Imagine Austen vs. War on Women

Collins

David Bamber as the sanctimonious Mr. Collins

One political development I never saw coming has been the extreme right’s all-out assault on reproductive rights. It began with the attacks on Planned Parenthood and the systematic attempts by GOP-run state legislatures to first discourage abortions (say, through mandated ultrasounds) and then to close down abortion clinics through various dishonest maneuvers (so-called TRAP laws). Then there were attempts to restrict birth control, sometimes through religious organizations or religious owners of large corporations refusing to allow their employees to have access to free prevention, sometimes through legislatures passing “personhood amendments” that declare zygotes to be people while labeling certain birth control procedures as tantamount to abortion/murder.

There are ways to go about reducing the number of abortions, say through better access to birth control and family planning. Too many religious ideologues, however, are more interested in being righteous than in finding social solutions.

I found myself thinking of these people over the weekend while rereading Pride and Prejudice and watching reactions to the sexual escapades of Lydia and Wickham.

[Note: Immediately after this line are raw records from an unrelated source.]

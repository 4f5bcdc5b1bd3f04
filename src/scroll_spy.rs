//! Mapping the scroll position to the section being read.
//!
//! A section is current when the scroll offset plus the header offset falls
//! inside its vertical extent. Sections are checked in document order and the
//! last one containing the probe wins. When the probe is above every section
//! the previous pointer is retained, so the sidebar, outline and breadcrumb
//! keep showing the last section read.

use crate::geometry::SectionBox;

/// Distance below the top edge at which the spy probes for the current section.
pub const HEADER_OFFSET_PX: u32 = 100;
/// Gap left above a section when jumping to its anchor.
pub const ANCHOR_OFFSET_PX: u32 = 80;
/// Scroll offset past which the back-to-top control shows.
pub const BACK_TO_TOP_PX: u32 = 300;
/// Trailing debounce applied to scroll events before the spy runs.
pub const SCROLL_SPY_DELAY_MS: u64 = 100;

#[derive(Clone, Debug)]
/// Tracks the single active section.
pub struct ScrollSpy {
    header_offset: u32,
    active: Option<usize>,
}

impl Default for ScrollSpy {
    fn default() -> Self {
        Self::new(HEADER_OFFSET_PX)
    }
}

impl ScrollSpy {
    #[must_use]
    /// Creates a spy probing `header_offset` pixels below the scroll offset.
    pub fn new(header_offset: u32) -> Self {
        Self {
            header_offset,
            active: None,
        }
    }

    #[must_use]
    /// Index of the section containing the probe at `offset`, if any.
    pub fn locate(&self, sections: &[SectionBox], offset: u32) -> Option<usize> {
        let probe = offset.saturating_add(self.header_offset);
        sections
            .iter()
            .enumerate()
            .filter(|(_, s)| probe >= s.top && probe < s.top + s.height)
            .map(|(i, _)| i)
            .last()
    }

    /// Recomputes the active section for `offset`.
    ///
    /// Returns `Some(index)` when the active section changed; the pointer is
    /// left untouched when no section contains the probe.
    pub fn refresh(&mut self, sections: &[SectionBox], offset: u32) -> Option<usize> {
        let found = self.locate(sections, offset)?;
        if self.active == Some(found) {
            return None;
        }
        tracing::debug!(offset, section = %sections[found].id, "active section changed");
        self.active = Some(found);
        Some(found)
    }

    #[must_use]
    /// Index of the active section.
    pub fn active(&self) -> Option<usize> {
        self.active
    }

    /// Forgets the active section, e.g. after the page is rebuilt.
    pub fn reset(&mut self) {
        self.active = None;
    }
}

/// Reading progress through the page, in percent.
#[must_use]
pub fn reading_progress(offset: u32, page_height: u32, viewport_height: u32) -> u16 {
    let scrollable = page_height.saturating_sub(viewport_height);
    if scrollable == 0 {
        return 0;
    }
    u16::try_from((u64::from(offset.min(scrollable)) * 100) / u64::from(scrollable)).unwrap_or(100)
}

/// Whether the back-to-top control is shown at `offset`.
#[must_use]
pub fn back_to_top_visible(offset: u32) -> bool {
    offset > BACK_TO_TOP_PX
}

/// Scroll offset that brings a section to just below the header.
#[must_use]
pub fn anchor_target(section_top: u32, max_offset: u32) -> u32 {
    section_top.saturating_sub(ANCHOR_OFFSET_PX).min(max_offset)
}

#[cfg(test)]
#[path = "tests/scroll_spy.rs"]
mod tests;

The responsible parties in the book—which is to say the sensible Bennets, Darcy, and the Gardiners—are interested in cleaning up Lydia’s mess, which threatens not only her future but that of her sisters as well. Then there are the judgmental moralists, such as Mary and Mr. Collins.

Note how they cannot even acknowledge that Lydia is a human being. Here’s Mary, who parrots sermon talking points and sees her sister as nothing more than a moral example:

Unhappy as the event must be for Lydia, we may draw from it this useful lesson: that loss of virtue in a female is irretrievable; that one false step involves her in endless ruin; that her reputation is no less brittle than it is beautiful; and that she cannot be too much guarded in her behaviour towards the undeserving of the other sex.

And here’s Mr. Collins, smugly lording it over the family of the woman who rejected his marriage proposal:

Be assured, my dear sir, that Mrs. Collins and myself sincerely sympathize with you and all your respectable family, in your present distress, which must be of the bitterest kind, because proceeding from a cause which no time can remove. No arguments shall be wanting on my part that can alleviate so severe a misfortune—or that may comfort you, under a circumstance that must be of all others the most afflicting to a parent’s mind. The death of your daughter would have been a blessing in comparison of this.

And later, after a marriage has been patched together:

I must not, however, neglect the duties of my station, or refrain from declaring my amazement at hearing that you received the young couple into your house as soon as they were married. It was an encouragement of vice; and had I been the rector of Longbourn, I should very strenuously have opposed it. You ought certainly to forgive them, as a Christian, but never to admit them in your sight, or allow their names to be mentioned in your hearing.’ 

We have a choice in how to respond to our present-day fundamentalists (and those politicians who cower before them). There’s the Elizabeth’s silent response to Mary:

Elizabeth lifted up her eyes in amazement, but was too much oppressed to make any reply.

And there’s Mr. Bennet’s sarcastic response to Collins:

That is his notion of Christian forgiveness!

Mr. Bennet gets a little revenge on the clergyman, however. It’s a tactic which, while it might not work on true believers, at least could work on those who cynically pander to such believers for their votes. In informing Collins of Elizabeth’s marriage to Darcy, Mr. Bennet adds a twist, knowing that Collins assiduously curries favor with the rich and powerful:

I must trouble you once more for congratulations. Elizabeth will soon be the wife of Mr. Darcy. Console Lady Catherine as well as you can. But if I were you, I would stand by the nephew. He has more to give.

Imagine how this will tie Collins into knots. Imagine what it would do to some of today’s political class.

 

Further note: Don’t ever let anyone ever tell you that blood is not being drawn in the decorous exchanges in Jane Austen novels. A further example: After Lydia has run off, Collins all but kicks the Bennet family when they’re down, noting how glad he is now that he didn’t marry into their family. Citing his noble patroness, he writes in his letter

you are grievously to be pitied; in which opinion I am not only joined by Mrs. Collins, but likewise by Lady Catherine and her daughter, to whom I have related the affair. They agree with me in apprehending that this false step in one daughter will be injurious to the fortunes of all the others; for who, as Lady Catherine herself condescendingly says, will connect themselves with such a family? And this consideration leads me moreover to reflect, with augmented satisfaction, on a certain event of last November; for had it been otherwise, I must have been involved in all your sorrow and disgrace.

Mr. Bennet gives as good as he gets. By pointing out in the letter mentioned above that Darcy will now be his son-in-law, he is essentially trumping Collins’ card with a higher one. “Who is in the catbird seat now?” I hear him saying. I heard someone compare Jane Austen novels recently to those kung fu movies where there is simmering tension waiting to explode at any moment. Eventually, the kicks and jabs come out.